- **Action item**: Please write out the complete listing that follows, exactly as it reads.
##### Source data #####
use bitflags::bitflags;

bitflags! {
    /// $2000 PPUCTRL (write-only from the CPU's side).
    #[derive(Debug, Clone, Copy, PartialEq, Eq)]
    pub struct PpuCtrl: u8 {
        const NAMETABLE_X    = 0b0000_0001;
        const NAMETABLE_Y    = 0b0000_0010;
        const VRAM_INCREMENT = 0b0000_0100;
        const SPRITE_BANK    = 0b0000_1000;
        const BACKGROUND_BANK = 0b0001_0000;
        const SPRITE_SIZE    = 0b0010_0000;
        const NMI_ENABLE     = 0b1000_0000;
    }
}

impl PpuCtrl {
    pub fn vram_increment(&self) -> u16 {
        if self.contains(Self::VRAM_INCREMENT) { 32 } else { 1 }
    }

    pub fn nt_x(&self) -> u16 {
        self.contains(Self::NAMETABLE_X) as u16
    }

    pub fn nt_y(&self) -> u16 {
        self.contains(Self::NAMETABLE_Y) as u16
    }

    pub fn background_bank(&self) -> u8 {
        self.contains(Self::BACKGROUND_BANK) as u8
    }

    pub fn sprite_bank(&self) -> u8 {
        self.contains(Self::SPRITE_BANK) as u8
    }

    pub fn sprite_height(&self) -> u16 {
        if self.contains(Self::SPRITE_SIZE) { 16 } else { 8 }
    }
}

bitflags! {
    /// $2001 PPUMASK (write-only from the CPU's side).
    #[derive(Debug, Clone, Copy, PartialEq, Eq)]
    pub struct PpuMask: u8 {
        const GREYSCALE          = 0b0000_0001;
        const SHOW_LEFT_BACKGROUND = 0b0000_0010;
        const SHOW_LEFT_SPRITES  = 0b0000_0100;
        const SHOW_BACKGROUND    = 0b0000_1000;
        const SHOW_SPRITES       = 0b0001_0000;
        const EMPHASIZE_RED      = 0b0010_0000;
        const EMPHASIZE_GREEN    = 0b0100_0000;
        const EMPHASIZE_BLUE     = 0b1000_0000;
    }
}

bitflags! {
    /// $2002 PPUSTATUS (read-only from the CPU's side). Bits 0-4 are unused
    /// by this core (real hardware reflects PPU-bus open-bus noise there,
    /// out of scope).
    #[derive(Debug, Clone, Copy, PartialEq, Eq)]
    pub struct PpuStatus: u8 {
        const SPRITE_OVERFLOW = 0b0010_0000;
        const SPRITE_ZERO_HIT = 0b0100_0000;
        const VBLANK          = 0b1000_0000;
    }
}
use bitflags::bitflags;

bitflags! {
    /// Processor status register. Bit 5 ("_") has no hardware meaning and
    /// always reads back as 1; bit 4 ("B") only exists in the byte pushed to
    /// the stack by PHP/BRK, never in the live register during execution.
    #[derive(Debug, Clone, Copy, PartialEq, Eq)]
    pub struct Status: u8 {
        const CARRY       = 0b0000_0001;
        const ZERO        = 0b0000_0010;
        const IRQ_DISABLE = 0b0000_0100;
        const DECIMAL     = 0b0000_1000;
        const BREAK       = 0b0001_0000;
        const UNUSED      = 0b0010_0000;
        const OVERFLOW    = 0b0100_0000;
        const NEGATIVE    = 0b1000_0000;
    }
}

impl Status {
    pub fn set_zn(&mut self, value: u8) {
        self.set(Status::ZERO, value == 0);
        self.set(Status::NEGATIVE, value & 0x80 != 0);
    }
}

pub const STACK_POINTER_INIT: u8 = 0xFD;
pub const STATUS_INIT: Status = Status::from_bits_truncate(Status::UNUSED.bits() | Status::IRQ_DISABLE.bits());

#[derive(Debug, Clone, Copy)]
pub struct Registers {
    pub a: u8,
    pub x: u8,
    pub y: u8,
    pub sp: u8,
    pub pc: u16,
    pub status: Status,
}

impl Default for Registers {
    fn default() -> Self {
        Registers {
            a: 0,
            x: 0,
            y: 0,
            sp: STACK_POINTER_INIT,
            pc: 0,
            status: STATUS_INIT,
        }
    }
}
#####
- **Response box**:
use bitflags::bitflags;

bitflags! {
    /// $2000 PPUCTRL (write-only from the CPU's side).
    #[derive(Debug, Clone, Copy, PartialEq, Eq)]
    pub struct PpuCtrl: u8 {
        const NAMETABLE_X    = 0b0000_0001;
        const NAMETABLE_Y    = 0b0000_0010;
        const VRAM_INCREMENT = 0b0000_0100;
        const SPRITE_BANK    = 0b0000_1000;
        const BACKGROUND_BANK = 0b0001_0000;
        const SPRITE_SIZE    = 0b0010_0000;
        const NMI_ENABLE     = 0b1000_0000;
    }
}

impl PpuCtrl {
    pub fn vram_increment(&self) -> u16 {
        if self.contains(Self::VRAM_INCREMENT) { 32 } else { 1 }
    }

    pub fn nt_x(&self) -> u16 {
        self.contains(Self::NAMETABLE_X) as u16
    }

    pub fn nt_y(&self) -> u16 {
        self.contains(Self::NAMETABLE_Y) as u16
    }

    pub fn background_bank(&self) -> u8 {
        self.contains(Self::BACKGROUND_BANK) as u8
    }

    pub fn sprite_bank(&self) -> u8 {
        self.contains(Self::SPRITE_BANK) as u8
    }

    pub fn sprite_height(&self) -> u16 {
        if self.contains(Self::SPRITE_SIZE) { 16 } else { 8 }
    }
}

bitflags! {
    /// $2001 PPUMASK (write-only from the CPU's side).
    #[derive(Debug, Clone, Copy, PartialEq, Eq)]
    pub struct PpuMask: u8 {
        const GREYSCALE          = 0b0000_0001;
        const SHOW_LEFT_BACKGROUND = 0b0000_0010;
        const SHOW_LEFT_SPRITES  = 0b0000_0100;
        const SHOW_BACKGROUND    = 0b0000_1000;
        const SHOW_SPRITES       = 0b0001_0000;
        const EMPHASIZE_RED      = 0b0010_0000;
        const EMPHASIZE_GREEN    = 0b0100_0000;
        const EMPHASIZE_BLUE     = 0b1000_0000;
    }
}

bitflags! {
    /// $2002 PPUSTATUS (read-only from the CPU's side). Bits 0-4 are unused
    /// by this core (real hardware reflects PPU-bus open-bus noise there,
    /// out of scope).
    #[derive(Debug, Clone, Copy, PartialEq, Eq)]
    pub struct PpuStatus: u8 {
        const SPRITE_OVERFLOW = 0b0010_0000;
        const SPRITE_ZERO_HIT = 0b0100_0000;
        const VBLANK          = 0b1000_0000;
    }
}
use bitflags::bitflags;

bitflags! {
    /// Processor status register. Bit 5 ("_") has no hardware meaning and
    /// always reads back as 1; bit 4 ("B") only exists in the byte pushed to
    /// the stack by PHP/BRK, never in the live register during execution.
    #[derive(Debug, Clone, Copy, PartialEq, Eq)]
    pub struct Status: u8 {
        const CARRY       = 0b0000_0001;
        const ZERO        = 0b0000_0010;
        const IRQ_DISABLE = 0b0000_0100;
        const DECIMAL     = 0b0000_1000;
        const BREAK       = 0b0001_0000;
        const UNUSED      = 0b0010_0000;
        const OVERFLOW    = 0b0100_0000;
        const NEGATIVE    = 0b1000_0000;
    }
}

impl Status {
    pub fn set_zn(&mut self, value: u8) {
        self.set(Status::ZERO, value == 0);
        self.set(Status::NEGATIVE, value & 0x80 != 0);
    }
}

pub const STACK_POINTER_INIT: u8 = 0xFD;
pub const STATUS_INIT: Status = Status::from_bits_truncate(Status::UNUSED.bits() | Status::IRQ_DISABLE.bits());

#[derive(Debug, Clone, Copy)]
pub struct Registers {
    pub a: u8,
    pub x: u8,
    pub y: u8,
    pub sp: u8,
    pub pc: u16,
    pub status: Status,
}

impl Default for Registers {
    fn default() -> Self {
        Registers {
            a: 0,
            x: 0,
            y: 0,
            sp: STACK_POINTER_INIT,
            pc: 0,
            status: STATUS_INIT,
        }
    }
}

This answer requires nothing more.